Copy each line of the records below that mentions the word "events".

══ Data under study ══

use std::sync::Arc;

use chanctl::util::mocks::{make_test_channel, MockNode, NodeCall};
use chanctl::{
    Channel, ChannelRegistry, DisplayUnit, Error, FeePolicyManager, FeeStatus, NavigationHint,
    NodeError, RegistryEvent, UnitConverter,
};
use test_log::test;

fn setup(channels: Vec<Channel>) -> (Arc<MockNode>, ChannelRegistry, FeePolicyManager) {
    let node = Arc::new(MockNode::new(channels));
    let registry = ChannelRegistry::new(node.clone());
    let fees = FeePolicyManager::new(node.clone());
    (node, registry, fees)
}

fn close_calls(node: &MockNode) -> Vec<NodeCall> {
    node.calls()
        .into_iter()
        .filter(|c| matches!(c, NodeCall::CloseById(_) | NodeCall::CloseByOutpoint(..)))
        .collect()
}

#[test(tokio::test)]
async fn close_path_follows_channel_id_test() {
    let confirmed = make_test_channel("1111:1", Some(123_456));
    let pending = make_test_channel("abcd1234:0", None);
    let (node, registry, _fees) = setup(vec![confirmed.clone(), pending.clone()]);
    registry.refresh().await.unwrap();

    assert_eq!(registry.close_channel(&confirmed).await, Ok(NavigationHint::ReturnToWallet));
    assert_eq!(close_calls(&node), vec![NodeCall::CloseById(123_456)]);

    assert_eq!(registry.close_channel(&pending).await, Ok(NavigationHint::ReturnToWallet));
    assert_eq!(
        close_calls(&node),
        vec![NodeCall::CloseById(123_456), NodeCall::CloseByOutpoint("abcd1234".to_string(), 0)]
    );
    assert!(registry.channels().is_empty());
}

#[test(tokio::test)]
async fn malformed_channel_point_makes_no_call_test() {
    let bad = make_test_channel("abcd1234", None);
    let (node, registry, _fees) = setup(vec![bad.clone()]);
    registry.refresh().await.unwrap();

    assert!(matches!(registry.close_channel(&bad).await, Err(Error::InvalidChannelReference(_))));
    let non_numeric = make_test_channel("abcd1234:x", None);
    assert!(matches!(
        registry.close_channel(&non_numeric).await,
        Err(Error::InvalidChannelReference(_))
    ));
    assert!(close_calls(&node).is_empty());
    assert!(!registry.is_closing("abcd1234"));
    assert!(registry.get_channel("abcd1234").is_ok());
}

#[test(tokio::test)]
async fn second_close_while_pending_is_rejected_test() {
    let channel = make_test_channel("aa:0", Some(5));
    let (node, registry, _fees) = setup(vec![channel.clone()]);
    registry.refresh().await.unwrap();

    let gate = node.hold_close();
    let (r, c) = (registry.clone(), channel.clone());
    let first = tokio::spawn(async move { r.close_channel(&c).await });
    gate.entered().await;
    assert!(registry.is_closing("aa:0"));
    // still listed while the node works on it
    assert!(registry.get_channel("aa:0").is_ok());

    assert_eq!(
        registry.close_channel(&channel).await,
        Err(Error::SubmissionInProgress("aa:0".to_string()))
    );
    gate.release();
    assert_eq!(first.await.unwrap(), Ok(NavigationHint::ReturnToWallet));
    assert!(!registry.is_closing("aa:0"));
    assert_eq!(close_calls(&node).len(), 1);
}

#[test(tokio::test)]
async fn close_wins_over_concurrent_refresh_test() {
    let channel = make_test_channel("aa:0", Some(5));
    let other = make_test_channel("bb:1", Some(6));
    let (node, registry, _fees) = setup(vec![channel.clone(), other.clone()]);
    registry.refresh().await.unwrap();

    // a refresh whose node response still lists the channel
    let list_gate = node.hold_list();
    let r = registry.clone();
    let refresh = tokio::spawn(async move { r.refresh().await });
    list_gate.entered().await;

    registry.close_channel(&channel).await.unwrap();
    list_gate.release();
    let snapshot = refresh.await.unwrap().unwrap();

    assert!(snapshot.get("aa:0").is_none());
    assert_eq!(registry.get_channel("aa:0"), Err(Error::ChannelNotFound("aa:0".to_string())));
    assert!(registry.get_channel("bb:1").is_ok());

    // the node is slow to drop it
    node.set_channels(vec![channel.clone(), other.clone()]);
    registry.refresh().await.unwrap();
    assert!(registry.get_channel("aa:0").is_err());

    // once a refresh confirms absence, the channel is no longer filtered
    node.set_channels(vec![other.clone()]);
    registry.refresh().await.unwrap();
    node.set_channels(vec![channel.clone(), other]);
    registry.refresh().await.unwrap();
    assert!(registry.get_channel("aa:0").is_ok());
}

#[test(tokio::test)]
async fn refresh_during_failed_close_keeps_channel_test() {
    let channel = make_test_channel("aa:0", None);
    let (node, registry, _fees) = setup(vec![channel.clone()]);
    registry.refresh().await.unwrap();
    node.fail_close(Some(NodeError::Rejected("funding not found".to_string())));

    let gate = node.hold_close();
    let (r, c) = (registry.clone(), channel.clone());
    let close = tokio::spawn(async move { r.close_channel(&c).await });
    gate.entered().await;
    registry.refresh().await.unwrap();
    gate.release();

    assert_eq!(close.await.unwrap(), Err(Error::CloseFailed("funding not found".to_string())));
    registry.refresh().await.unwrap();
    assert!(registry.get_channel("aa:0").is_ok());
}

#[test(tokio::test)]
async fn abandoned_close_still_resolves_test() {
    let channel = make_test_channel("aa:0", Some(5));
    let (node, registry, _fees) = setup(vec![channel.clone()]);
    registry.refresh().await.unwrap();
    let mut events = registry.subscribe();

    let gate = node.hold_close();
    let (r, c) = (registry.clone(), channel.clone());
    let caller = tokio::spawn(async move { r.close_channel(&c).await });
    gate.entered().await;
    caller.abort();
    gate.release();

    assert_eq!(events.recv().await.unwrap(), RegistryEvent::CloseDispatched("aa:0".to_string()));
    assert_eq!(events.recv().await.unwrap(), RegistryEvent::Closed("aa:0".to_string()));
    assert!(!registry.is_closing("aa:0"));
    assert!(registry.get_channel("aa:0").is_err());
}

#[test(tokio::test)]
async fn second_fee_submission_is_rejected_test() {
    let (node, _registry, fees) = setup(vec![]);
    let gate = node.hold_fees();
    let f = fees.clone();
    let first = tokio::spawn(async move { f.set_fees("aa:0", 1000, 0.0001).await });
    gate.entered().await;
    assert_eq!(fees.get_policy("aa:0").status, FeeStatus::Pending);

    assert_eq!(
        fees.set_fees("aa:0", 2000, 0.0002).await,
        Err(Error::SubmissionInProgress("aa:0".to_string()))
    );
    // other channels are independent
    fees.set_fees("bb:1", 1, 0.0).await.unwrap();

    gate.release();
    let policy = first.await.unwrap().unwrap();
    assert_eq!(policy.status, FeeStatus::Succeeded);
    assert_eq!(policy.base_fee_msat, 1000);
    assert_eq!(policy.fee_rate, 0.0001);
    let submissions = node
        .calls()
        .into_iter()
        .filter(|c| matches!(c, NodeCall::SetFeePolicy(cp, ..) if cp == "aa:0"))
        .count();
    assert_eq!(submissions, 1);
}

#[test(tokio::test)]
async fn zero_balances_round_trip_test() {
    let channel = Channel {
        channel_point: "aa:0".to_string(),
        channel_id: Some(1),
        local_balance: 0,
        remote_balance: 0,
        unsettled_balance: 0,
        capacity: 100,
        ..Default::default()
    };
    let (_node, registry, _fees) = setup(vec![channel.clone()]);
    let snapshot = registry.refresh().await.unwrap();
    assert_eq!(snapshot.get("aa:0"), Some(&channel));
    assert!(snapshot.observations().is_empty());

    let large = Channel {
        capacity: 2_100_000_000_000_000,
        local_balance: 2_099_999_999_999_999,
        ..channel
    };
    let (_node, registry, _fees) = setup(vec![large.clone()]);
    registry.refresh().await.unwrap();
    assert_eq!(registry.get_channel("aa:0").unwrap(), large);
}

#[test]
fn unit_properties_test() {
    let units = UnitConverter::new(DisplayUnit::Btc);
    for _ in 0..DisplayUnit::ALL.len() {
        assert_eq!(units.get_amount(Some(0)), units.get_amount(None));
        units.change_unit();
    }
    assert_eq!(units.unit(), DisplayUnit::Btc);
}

═══

The completed task:
    let mut events = registry.subscribe();
    assert_eq!(events.recv().await.unwrap(), RegistryEvent::CloseDispatched("aa:0".to_string()));
    assert_eq!(events.recv().await.unwrap(), RegistryEvent::Closed("aa:0".to_string()));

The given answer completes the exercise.